▶ Exercise requirements
Taking the records line by line, how many lines contain the word "ceiling"? Answer with the number only.

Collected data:
= = =
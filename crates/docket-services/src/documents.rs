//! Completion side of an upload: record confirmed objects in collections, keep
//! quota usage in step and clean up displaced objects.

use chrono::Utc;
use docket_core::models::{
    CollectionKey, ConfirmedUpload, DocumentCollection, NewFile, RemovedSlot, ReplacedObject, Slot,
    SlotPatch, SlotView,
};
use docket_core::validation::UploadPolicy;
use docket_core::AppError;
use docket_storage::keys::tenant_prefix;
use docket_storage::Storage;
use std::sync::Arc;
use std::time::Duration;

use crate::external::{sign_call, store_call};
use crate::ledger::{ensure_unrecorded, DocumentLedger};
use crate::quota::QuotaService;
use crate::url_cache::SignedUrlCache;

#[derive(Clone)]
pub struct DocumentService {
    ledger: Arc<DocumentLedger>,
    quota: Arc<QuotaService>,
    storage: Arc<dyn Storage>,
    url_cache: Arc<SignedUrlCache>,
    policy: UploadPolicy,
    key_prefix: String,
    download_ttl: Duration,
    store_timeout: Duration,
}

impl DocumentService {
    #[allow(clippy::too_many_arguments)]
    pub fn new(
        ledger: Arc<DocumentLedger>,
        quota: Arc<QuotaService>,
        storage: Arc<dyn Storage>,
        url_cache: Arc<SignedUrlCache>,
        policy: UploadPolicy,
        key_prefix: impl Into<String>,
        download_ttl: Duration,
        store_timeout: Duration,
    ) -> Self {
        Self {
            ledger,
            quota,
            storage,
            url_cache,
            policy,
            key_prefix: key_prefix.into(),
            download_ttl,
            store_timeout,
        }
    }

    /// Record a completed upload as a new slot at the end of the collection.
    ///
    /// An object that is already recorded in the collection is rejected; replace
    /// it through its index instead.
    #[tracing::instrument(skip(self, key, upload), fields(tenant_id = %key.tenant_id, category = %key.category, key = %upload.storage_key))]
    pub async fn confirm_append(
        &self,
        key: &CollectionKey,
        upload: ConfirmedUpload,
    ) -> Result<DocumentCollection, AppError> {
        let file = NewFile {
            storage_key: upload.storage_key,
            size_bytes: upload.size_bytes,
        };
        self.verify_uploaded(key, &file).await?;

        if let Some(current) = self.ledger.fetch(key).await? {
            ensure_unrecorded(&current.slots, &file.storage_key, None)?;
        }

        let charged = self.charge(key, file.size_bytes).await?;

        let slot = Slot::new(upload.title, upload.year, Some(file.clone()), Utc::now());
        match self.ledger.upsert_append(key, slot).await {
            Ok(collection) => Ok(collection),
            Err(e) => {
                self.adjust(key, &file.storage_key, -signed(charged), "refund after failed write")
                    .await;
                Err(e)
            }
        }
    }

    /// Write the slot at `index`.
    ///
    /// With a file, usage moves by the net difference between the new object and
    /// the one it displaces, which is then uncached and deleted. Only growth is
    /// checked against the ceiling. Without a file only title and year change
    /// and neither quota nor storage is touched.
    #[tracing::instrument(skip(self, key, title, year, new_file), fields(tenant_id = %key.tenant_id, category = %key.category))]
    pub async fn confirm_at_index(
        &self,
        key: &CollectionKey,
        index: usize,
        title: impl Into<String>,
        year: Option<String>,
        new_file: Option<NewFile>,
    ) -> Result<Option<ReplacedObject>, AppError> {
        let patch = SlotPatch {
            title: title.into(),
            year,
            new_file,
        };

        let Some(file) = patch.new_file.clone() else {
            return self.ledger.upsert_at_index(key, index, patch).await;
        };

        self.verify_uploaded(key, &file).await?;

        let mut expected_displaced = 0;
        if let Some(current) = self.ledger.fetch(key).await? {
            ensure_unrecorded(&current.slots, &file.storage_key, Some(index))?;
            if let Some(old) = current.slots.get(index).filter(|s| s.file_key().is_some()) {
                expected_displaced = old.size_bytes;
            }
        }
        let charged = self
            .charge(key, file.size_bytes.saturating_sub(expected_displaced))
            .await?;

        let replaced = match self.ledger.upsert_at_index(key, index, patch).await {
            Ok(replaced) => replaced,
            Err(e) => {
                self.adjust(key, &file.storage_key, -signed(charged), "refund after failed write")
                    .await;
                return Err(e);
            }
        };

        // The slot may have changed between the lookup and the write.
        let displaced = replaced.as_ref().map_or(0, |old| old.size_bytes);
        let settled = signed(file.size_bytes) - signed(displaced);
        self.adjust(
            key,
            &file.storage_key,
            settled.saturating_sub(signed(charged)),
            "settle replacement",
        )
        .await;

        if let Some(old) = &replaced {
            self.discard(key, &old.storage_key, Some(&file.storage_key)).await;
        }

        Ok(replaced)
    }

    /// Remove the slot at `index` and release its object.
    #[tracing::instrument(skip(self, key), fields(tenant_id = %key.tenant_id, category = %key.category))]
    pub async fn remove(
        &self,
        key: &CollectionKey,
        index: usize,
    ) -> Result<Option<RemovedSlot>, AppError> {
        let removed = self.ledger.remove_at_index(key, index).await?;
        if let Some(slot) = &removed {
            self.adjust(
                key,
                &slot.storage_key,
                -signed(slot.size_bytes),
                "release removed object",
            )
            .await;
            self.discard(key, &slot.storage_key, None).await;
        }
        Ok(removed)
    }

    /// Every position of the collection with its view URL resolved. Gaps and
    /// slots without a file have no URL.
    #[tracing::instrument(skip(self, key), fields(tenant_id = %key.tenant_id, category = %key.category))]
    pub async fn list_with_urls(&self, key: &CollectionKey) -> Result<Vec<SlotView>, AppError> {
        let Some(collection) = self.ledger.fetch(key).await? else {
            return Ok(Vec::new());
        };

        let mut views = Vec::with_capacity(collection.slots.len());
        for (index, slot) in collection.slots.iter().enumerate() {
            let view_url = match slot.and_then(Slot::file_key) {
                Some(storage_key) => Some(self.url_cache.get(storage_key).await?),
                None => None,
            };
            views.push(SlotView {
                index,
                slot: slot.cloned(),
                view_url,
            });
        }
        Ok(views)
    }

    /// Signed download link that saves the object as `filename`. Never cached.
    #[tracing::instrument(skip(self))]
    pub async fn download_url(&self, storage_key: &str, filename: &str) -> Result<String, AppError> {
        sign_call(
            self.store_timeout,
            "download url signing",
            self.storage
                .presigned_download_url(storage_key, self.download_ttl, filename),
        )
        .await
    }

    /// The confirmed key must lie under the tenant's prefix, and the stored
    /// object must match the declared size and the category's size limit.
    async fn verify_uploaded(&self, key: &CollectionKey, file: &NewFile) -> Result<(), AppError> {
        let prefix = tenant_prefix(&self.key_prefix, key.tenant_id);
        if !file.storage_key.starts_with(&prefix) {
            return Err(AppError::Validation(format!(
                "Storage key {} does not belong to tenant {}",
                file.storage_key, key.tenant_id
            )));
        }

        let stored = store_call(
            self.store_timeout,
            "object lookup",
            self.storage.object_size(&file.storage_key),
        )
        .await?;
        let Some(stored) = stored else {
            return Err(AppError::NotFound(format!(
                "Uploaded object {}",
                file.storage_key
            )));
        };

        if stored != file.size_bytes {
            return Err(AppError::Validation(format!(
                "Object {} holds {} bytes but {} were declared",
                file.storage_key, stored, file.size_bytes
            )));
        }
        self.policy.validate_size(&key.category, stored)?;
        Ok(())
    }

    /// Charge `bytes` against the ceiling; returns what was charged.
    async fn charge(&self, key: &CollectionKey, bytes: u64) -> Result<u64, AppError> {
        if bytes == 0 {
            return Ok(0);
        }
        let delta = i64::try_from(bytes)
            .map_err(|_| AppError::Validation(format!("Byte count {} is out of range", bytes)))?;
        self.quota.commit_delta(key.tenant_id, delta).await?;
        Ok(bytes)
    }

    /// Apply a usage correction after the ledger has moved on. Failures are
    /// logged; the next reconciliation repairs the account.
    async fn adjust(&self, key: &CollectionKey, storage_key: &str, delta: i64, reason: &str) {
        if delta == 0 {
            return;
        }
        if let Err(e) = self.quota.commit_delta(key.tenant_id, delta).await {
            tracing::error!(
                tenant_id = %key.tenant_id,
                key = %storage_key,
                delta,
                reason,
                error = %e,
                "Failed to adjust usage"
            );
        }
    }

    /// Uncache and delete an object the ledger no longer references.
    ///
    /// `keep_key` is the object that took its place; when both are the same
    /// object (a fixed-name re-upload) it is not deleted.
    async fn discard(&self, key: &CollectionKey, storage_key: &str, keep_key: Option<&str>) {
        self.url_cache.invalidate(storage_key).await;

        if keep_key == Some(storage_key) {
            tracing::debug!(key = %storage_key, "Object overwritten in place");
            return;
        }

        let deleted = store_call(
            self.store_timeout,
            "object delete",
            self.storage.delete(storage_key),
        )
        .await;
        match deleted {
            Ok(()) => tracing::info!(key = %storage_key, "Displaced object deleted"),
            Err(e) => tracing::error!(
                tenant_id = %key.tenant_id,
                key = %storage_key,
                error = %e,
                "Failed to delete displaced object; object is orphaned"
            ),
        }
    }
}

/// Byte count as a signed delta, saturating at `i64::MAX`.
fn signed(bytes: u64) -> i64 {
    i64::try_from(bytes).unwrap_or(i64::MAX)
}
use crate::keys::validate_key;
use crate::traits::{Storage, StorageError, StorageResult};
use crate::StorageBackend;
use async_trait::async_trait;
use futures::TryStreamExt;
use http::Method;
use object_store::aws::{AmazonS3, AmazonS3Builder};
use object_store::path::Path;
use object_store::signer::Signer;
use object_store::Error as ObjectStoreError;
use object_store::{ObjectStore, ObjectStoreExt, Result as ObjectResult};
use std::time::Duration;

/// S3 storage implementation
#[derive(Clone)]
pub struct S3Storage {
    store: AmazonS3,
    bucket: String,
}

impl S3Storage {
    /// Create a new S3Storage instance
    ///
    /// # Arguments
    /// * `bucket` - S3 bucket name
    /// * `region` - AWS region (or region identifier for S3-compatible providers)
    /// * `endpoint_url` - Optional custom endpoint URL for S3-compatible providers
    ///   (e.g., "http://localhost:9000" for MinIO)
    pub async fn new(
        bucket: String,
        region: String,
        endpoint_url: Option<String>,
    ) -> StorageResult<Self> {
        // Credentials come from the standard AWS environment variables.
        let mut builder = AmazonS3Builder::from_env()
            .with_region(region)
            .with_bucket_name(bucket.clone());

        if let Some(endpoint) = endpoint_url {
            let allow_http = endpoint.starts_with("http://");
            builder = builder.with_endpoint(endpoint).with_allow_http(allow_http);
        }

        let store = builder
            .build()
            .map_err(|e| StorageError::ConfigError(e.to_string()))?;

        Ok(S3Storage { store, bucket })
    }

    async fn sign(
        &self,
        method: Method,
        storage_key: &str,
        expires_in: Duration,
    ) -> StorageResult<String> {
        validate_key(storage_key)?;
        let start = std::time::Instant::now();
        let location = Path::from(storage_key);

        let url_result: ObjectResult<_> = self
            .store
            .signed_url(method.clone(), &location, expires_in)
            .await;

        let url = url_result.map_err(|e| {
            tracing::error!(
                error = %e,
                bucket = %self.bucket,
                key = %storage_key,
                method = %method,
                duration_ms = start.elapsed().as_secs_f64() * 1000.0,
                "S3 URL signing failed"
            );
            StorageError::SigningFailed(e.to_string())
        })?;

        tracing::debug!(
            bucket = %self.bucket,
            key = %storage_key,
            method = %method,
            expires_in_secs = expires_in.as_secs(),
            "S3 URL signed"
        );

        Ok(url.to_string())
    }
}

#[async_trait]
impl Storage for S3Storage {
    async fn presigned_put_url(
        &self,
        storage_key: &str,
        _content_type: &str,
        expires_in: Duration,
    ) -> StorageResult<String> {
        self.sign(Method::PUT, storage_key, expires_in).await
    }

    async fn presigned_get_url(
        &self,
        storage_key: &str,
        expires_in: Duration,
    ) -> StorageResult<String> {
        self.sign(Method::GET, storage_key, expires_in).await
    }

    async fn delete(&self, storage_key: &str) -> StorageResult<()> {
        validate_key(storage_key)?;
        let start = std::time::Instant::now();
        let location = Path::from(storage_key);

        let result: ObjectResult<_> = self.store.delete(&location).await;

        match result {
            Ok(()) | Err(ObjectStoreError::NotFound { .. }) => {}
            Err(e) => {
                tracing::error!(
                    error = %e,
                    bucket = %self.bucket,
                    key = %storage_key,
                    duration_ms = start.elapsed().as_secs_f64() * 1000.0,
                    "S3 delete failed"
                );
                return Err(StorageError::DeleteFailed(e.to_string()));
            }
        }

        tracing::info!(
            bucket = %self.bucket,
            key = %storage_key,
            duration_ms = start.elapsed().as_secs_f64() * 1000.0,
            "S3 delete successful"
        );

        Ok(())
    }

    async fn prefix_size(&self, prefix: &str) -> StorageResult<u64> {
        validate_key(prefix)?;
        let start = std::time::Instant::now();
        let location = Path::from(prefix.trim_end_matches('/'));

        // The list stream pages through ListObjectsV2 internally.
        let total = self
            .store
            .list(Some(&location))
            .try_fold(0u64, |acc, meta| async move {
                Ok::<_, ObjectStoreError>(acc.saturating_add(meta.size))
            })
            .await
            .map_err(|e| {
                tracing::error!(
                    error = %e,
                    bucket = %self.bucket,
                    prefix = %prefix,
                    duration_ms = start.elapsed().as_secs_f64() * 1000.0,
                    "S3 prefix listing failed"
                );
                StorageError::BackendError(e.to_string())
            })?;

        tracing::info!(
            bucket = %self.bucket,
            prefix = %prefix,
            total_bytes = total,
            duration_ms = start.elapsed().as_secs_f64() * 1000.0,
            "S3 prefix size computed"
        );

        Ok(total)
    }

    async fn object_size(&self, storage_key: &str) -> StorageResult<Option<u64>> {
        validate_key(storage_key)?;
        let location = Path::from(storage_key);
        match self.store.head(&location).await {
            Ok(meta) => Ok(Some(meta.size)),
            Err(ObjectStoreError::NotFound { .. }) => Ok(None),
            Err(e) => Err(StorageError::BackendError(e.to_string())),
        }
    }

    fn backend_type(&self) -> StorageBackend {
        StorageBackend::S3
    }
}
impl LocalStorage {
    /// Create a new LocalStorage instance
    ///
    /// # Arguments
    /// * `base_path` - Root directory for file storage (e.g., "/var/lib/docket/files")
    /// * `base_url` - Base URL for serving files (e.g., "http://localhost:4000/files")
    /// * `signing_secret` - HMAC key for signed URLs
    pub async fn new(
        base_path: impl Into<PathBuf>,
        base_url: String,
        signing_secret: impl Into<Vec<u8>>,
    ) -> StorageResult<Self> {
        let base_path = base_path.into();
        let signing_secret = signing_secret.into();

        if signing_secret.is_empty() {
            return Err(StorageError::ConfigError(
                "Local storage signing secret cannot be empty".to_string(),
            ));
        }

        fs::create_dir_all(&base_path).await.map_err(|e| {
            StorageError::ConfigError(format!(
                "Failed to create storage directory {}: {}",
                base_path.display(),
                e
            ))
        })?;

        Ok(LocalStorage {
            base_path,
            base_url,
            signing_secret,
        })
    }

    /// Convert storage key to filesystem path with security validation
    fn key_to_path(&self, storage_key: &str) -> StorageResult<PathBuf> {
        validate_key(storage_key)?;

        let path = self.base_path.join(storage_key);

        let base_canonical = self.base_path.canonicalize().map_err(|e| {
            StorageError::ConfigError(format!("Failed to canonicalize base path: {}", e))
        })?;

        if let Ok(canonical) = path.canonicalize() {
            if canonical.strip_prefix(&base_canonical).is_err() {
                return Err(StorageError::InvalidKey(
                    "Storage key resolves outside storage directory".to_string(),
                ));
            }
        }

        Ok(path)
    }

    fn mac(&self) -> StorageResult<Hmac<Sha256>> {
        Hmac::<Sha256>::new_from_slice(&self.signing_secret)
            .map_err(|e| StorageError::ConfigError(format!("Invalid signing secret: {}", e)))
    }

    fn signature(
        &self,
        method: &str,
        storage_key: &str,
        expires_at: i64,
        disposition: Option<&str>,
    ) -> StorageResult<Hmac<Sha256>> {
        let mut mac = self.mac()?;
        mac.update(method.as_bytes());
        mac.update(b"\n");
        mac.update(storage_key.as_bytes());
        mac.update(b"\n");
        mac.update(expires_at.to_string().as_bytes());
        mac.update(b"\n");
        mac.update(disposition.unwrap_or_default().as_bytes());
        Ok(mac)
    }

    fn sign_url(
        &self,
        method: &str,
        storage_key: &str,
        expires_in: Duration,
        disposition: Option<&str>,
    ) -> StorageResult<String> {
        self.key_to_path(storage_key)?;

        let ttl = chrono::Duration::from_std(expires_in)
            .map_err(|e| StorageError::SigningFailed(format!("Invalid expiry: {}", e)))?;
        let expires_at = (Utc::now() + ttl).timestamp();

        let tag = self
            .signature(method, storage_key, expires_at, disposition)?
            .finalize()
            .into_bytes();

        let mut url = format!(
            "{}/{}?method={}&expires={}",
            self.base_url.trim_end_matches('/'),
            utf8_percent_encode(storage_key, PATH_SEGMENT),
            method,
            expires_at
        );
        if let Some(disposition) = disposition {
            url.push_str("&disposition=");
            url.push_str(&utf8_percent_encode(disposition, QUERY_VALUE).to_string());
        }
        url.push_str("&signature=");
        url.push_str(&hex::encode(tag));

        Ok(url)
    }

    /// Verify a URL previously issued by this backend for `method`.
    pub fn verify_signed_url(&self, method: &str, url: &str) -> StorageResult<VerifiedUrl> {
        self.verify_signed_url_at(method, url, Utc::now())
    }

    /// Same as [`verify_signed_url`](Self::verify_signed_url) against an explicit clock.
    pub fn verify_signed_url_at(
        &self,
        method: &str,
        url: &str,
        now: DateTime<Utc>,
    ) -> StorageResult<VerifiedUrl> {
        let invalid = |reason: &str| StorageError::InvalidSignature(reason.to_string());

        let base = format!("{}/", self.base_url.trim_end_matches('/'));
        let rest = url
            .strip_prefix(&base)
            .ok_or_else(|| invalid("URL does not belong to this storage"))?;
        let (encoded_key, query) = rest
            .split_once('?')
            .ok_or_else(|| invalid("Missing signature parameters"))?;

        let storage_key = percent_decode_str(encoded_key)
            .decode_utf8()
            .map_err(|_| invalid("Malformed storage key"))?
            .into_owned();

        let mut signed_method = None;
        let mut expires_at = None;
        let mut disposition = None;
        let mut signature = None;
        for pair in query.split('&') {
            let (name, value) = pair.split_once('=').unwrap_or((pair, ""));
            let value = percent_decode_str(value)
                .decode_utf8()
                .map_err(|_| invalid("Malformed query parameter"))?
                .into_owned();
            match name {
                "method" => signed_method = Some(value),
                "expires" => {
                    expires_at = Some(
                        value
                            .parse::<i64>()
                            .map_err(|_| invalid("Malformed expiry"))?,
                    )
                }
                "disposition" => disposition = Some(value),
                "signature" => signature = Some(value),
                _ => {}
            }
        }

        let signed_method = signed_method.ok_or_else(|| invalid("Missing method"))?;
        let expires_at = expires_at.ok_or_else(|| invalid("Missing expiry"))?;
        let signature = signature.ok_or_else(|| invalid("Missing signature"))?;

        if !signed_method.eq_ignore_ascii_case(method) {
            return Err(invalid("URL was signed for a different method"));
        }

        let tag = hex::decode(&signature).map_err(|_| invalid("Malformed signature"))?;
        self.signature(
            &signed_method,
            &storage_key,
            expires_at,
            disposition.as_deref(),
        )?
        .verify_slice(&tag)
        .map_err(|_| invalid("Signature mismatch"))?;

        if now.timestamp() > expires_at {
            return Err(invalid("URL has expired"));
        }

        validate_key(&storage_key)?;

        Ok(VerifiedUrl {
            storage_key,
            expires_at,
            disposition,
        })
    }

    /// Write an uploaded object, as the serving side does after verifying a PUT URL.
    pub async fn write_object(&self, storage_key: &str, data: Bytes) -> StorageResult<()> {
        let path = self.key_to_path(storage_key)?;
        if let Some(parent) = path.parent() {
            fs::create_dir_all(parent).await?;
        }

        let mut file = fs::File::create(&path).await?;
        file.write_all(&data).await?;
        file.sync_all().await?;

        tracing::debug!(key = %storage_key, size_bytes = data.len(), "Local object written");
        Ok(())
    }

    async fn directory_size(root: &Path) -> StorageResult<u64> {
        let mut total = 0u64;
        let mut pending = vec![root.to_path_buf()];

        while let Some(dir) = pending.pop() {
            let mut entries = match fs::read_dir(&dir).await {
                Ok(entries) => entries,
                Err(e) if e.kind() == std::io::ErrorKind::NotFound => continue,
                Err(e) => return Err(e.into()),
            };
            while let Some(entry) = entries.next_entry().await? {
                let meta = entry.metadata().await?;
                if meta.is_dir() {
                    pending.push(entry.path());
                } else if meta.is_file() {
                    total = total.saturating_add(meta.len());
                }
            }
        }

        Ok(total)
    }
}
= = =
▶ Task result
2